● **Records supplied**
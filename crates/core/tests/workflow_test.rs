//! Structure selection and testing on simulated crossed designs.
//!
//! Design: 2x2 fixed factors, 20 individuals (variance 2.0) crossed with
//! 8 batches (variance 1.5), residual variance 1.0, 200 observations.

use approx::assert_relative_eq;
use nestlmm_core::data::DataFrame;
use nestlmm_core::diagnostics::{likelihood_ratio_test, test_fixed_effects};
use nestlmm_core::lmm::{fit, Fitter};
use nestlmm_core::model::ModelSpec;
use nestlmm_core::selection::{compare, InformationCriterion};
use nestlmm_core::simulate::SimulationDesign;
use nestlmm_core::workflow::{
    analyze, fit_candidates, random_structure_candidates, select_structure, WorkflowOptions,
};
use nestlmm_core::{Criterion, LmmError};

fn crossed(seed: u64) -> DataFrame {
    crossed_with(seed, 2.0, 1.5)
}

fn crossed_with(seed: u64, var_individual: f64, var_batch: f64) -> DataFrame {
    SimulationDesign::new(200)
        .fixed_factor("a", &[("a1", 0.0), ("a2", 1.0)])
        .fixed_factor("b", &[("b1", 0.0), ("b2", 0.5)])
        .random("individual", 20, var_individual)
        .random("batch", 8, var_batch)
        .residual_variance(1.0)
        .seed(seed)
        .generate()
        .unwrap()
}

fn full_spec(df: &DataFrame) -> ModelSpec {
    ModelSpec::builder("y")
        .fixed_formula("a*b")
        .random("individual")
        .random("batch")
        .build(df)
        .unwrap()
}

/// How often selection over all four structures picks exactly `expected`.
fn recovered(
    var_individual: f64,
    var_batch: f64,
    criterion: InformationCriterion,
    expected: &[&str],
    replicates: u64,
) -> u64 {
    let fitter = Fitter::default();
    let mut correct = 0;
    for seed in 0..replicates {
        let df = crossed_with(1000 + seed, var_individual, var_batch);
        let specs = random_structure_candidates(&full_spec(&df));
        let candidates = fit_candidates(&specs, &df, &fitter);
        let table = select_structure(&candidates, criterion).unwrap();
        if table.best().model.spec.random_groupings().to_vec() == expected {
            correct += 1;
        }
    }
    correct
}

#[test]
fn test_selection_recovers_generating_structure() {
    let correct = recovered(2.0, 1.5, InformationCriterion::Aic, &["individual", "batch"], 20);
    assert!(correct >= 18, "both groupings chosen in {} of 20 replicates", correct);
}

#[test]
fn test_selection_drops_grouping_without_variance() {
    let correct = recovered(2.0, 0.0, InformationCriterion::Bic, &["individual"], 20);
    assert!(correct >= 17, "individual alone chosen in {} of 20 replicates", correct);
}

#[test]
fn test_selection_without_any_grouping_variance() {
    let correct = recovered(0.0, 0.0, InformationCriterion::Bic, &[], 20);
    assert!(correct >= 17, "no grouping chosen in {} of 20 replicates", correct);
}

#[test]
fn test_variance_components_near_truth() {
    let df = crossed(77);
    let m = fit(&full_spec(&df), &df).unwrap();
    assert_eq!(m.n_groupings(), 2);
    assert!((m.residual_variance - 1.0).abs() < 0.35);
    let individual = m.variance_component("individual").unwrap();
    let batch = m.variance_component("batch").unwrap();
    assert!(individual > 0.5 && individual < 5.0, "individual {}", individual);
    assert!(batch > 0.0 && batch < 8.0, "batch {}", batch);
    assert_eq!(m.random_effects.len(), 2);
    assert_eq!(m.random_effects[1].effects.len(), 8);
}

#[test]
fn test_comparator_weights_and_rejection() {
    let df = crossed(5);
    let spec = full_spec(&df);
    let models: Vec<_> = random_structure_candidates(&spec)
        .iter()
        .map(|s| fit(s, &df).unwrap())
        .collect();
    let table = compare(&models, InformationCriterion::Bic).unwrap();
    assert_eq!(table.len(), 4);
    let total: f64 = table.rows.iter().map(|r| r.weight).sum();
    assert_relative_eq!(total, 1.0, epsilon = 1e-12);
    for (i, row) in table.rows.iter().enumerate() {
        assert_eq!(row.rank, i + 1);
        assert!(row.delta >= 0.0);
    }

    let additive = ModelSpec::builder("y")
        .fixed_formula("a + b")
        .random("individual")
        .build(&df)
        .unwrap();
    let mut mixed = models.clone();
    mixed.push(fit(&additive, &df).unwrap());
    assert!(matches!(
        compare(&mixed, InformationCriterion::Aic),
        Err(LmmError::IncomparableModels(_))
    ));
}

#[test]
fn test_analyze_end_to_end() {
    let df = crossed(9);
    let options = WorkflowOptions::default()
        .criterion(InformationCriterion::Aic)
        .cell_factors(&["a", "b"])
        .confidence(0.9);
    let report = analyze(&full_spec(&df), &df, &options).unwrap();

    assert_eq!(report.final_model.criterion(), Criterion::Full);
    assert_eq!(report.comparison.len() + report.failures.len(), 4);
    let terms: Vec<&str> = report.tests.iter().map(|t| t.term.as_str()).collect();
    assert_eq!(terms, vec!["a", "b", "a:b"]);
    // a has a true effect of 1.0 over 200 observations.
    assert!(report.tests[0].p_value < 0.01);
    for t in &report.tests {
        assert!(t.den_df >= 1.0 && t.den_df <= 196.0);
    }

    let cells = report.cell_means.as_ref().unwrap();
    assert_eq!(cells.cells.len(), 4);
    let a2b2 = cells.get(&["a2", "b2"]).unwrap();
    assert!(a2b2.lower < a2b2.estimate && a2b2.estimate < a2b2.upper);
}

#[test]
fn test_type_two_tests_and_lrt_agree_on_strong_effect() {
    let df = crossed(13);
    let spec = ModelSpec::builder("y")
        .fixed_formula("a + b")
        .random("individual")
        .random("batch")
        .criterion(Criterion::Full)
        .build(&df)
        .unwrap();
    let reduced = ModelSpec::builder("y")
        .fixed_formula("b")
        .random("individual")
        .random("batch")
        .criterion(Criterion::Full)
        .build(&df)
        .unwrap();
    let full_fit = fit(&spec, &df).unwrap();
    let reduced_fit = fit(&reduced, &df).unwrap();

    let tests = test_fixed_effects(&full_fit).unwrap();
    let lrt = likelihood_ratio_test(&reduced_fit, &full_fit).unwrap();
    assert_eq!(lrt.df, 1);
    assert!(tests[0].p_value < 0.01);
    assert!(lrt.p_value < 0.01);
}
use nalgebra::DMatrix;

/// Inverse of an SPD matrix via Cholesky.
pub fn inverse_spd(a: &DMatrix<f64>) -> Option<DMatrix<f64>> {
    Some(a.clone().cholesky()?.inverse())
}

/// Inverse of a small symmetric matrix that may only be positive
/// semi-definite numerically, falling back to the eigen-decomposition.
///
/// Eigenvalues below `tol * max_eigenvalue` are treated as zero, giving the
/// Moore-Penrose pseudo-inverse.
pub fn pinv_symmetric(a: &DMatrix<f64>, tol: f64) -> DMatrix<f64> {
    if let Some(inv) = inverse_spd(a) {
        return inv;
    }
    let eig = a.clone().symmetric_eigen();
    let max = eig.eigenvalues.iter().fold(0.0_f64, |m, &v| m.max(v.abs()));
    let n = a.nrows();
    let mut out = DMatrix::zeros(n, n);
    for (k, &lambda) in eig.eigenvalues.iter().enumerate() {
        if lambda.abs() > tol * max && lambda.abs() > 0.0 {
            let v = eig.eigenvectors.column(k);
            out += (v * v.transpose()) / lambda;
        }
    }
    out
}

/// Numerical rank of a symmetric positive semi-definite matrix.
pub fn rank_psd(a: &DMatrix<f64>, tol: f64) -> usize {
    if a.nrows() == 0 {
        return 0;
    }
    let eig = a.clone().symmetric_eigen();
    let max = eig.eigenvalues.iter().fold(0.0_f64, |m, &v| m.max(v.abs()));
    if max == 0.0 {
        return 0;
    }
    eig.eigenvalues.iter().filter(|&&v| v > tol * max).count()
}

/// Orthonormal basis of the null space of `a` (columns), via the
/// eigenvectors of `a'a` with eigenvalue below `tol * max_eigenvalue`.
pub fn null_space(a: &DMatrix<f64>, tol: f64) -> DMatrix<f64> {
    let n = a.ncols();
    if a.nrows() == 0 {
        return DMatrix::identity(n, n);
    }
    let ata = a.transpose() * a;
    let eig = ata.symmetric_eigen();
    let max = eig.eigenvalues.iter().fold(0.0_f64, |m, &v| m.max(v.abs()));
    let cols: Vec<usize> = (0..n)
        .filter(|&k| max == 0.0 || eig.eigenvalues[k] <= tol * max)
        .collect();
    DMatrix::from_fn(n, cols.len(), |i, j| eig.eigenvectors[(i, cols[j])])
}

#[cfg(test)]
mod tests {
    use super::*;
    use approx::assert_relative_eq;

    #[test]
    fn test_inverse_spd() {
        let a = DMatrix::from_row_slice(2, 2, &[4.0, 2.0, 2.0, 3.0]);
        let product = &a * inverse_spd(&a).unwrap();
        assert_relative_eq!(product, DMatrix::identity(2, 2), epsilon = 1e-10);
    }

    #[test]
    fn test_pinv_of_singular_matrix() {
        // rank one: [[1, 1], [1, 1]] has pseudo-inverse [[.25, .25], [.25, .25]]
        let a = DMatrix::from_element(2, 2, 1.0);
        let p = pinv_symmetric(&a, 1e-10);
        assert_relative_eq!(p[(0, 0)], 0.25, epsilon = 1e-10);
        assert_relative_eq!(p[(0, 1)], 0.25, epsilon = 1e-10);
    }

    #[test]
    fn test_rank_psd() {
        let a = DMatrix::from_row_slice(3, 3, &[1.0, 1.0, 0.0, 1.0, 1.0, 0.0, 0.0, 0.0, 2.0]);
        assert_eq!(rank_psd(&a, 1e-10), 2);
        assert_eq!(rank_psd(&DMatrix::identity(4, 4), 1e-10), 4);
    }

    #[test]
    fn test_null_space() {
        // Row [1, -1, 0]: null space spanned by (1, 1, 0)/sqrt2 and (0, 0, 1)
        let a = DMatrix::from_row_slice(1, 3, &[1.0, -1.0, 0.0]);
        let n = null_space(&a, 1e-10);
        assert_eq!(n.ncols(), 2);
        let check = &a * &n;
        assert_relative_eq!(check.norm(), 0.0, epsilon = 1e-10);
        assert_relative_eq!((n.transpose() * &n), DMatrix::identity(2, 2), epsilon = 1e-10);
    }
}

● **Work item**
Which lines above hold the string "return"? Copy every one of them.

● **Answer to the problem**
        return inv;
        return 0;
        return 0;
        return DMatrix::identity(n, n);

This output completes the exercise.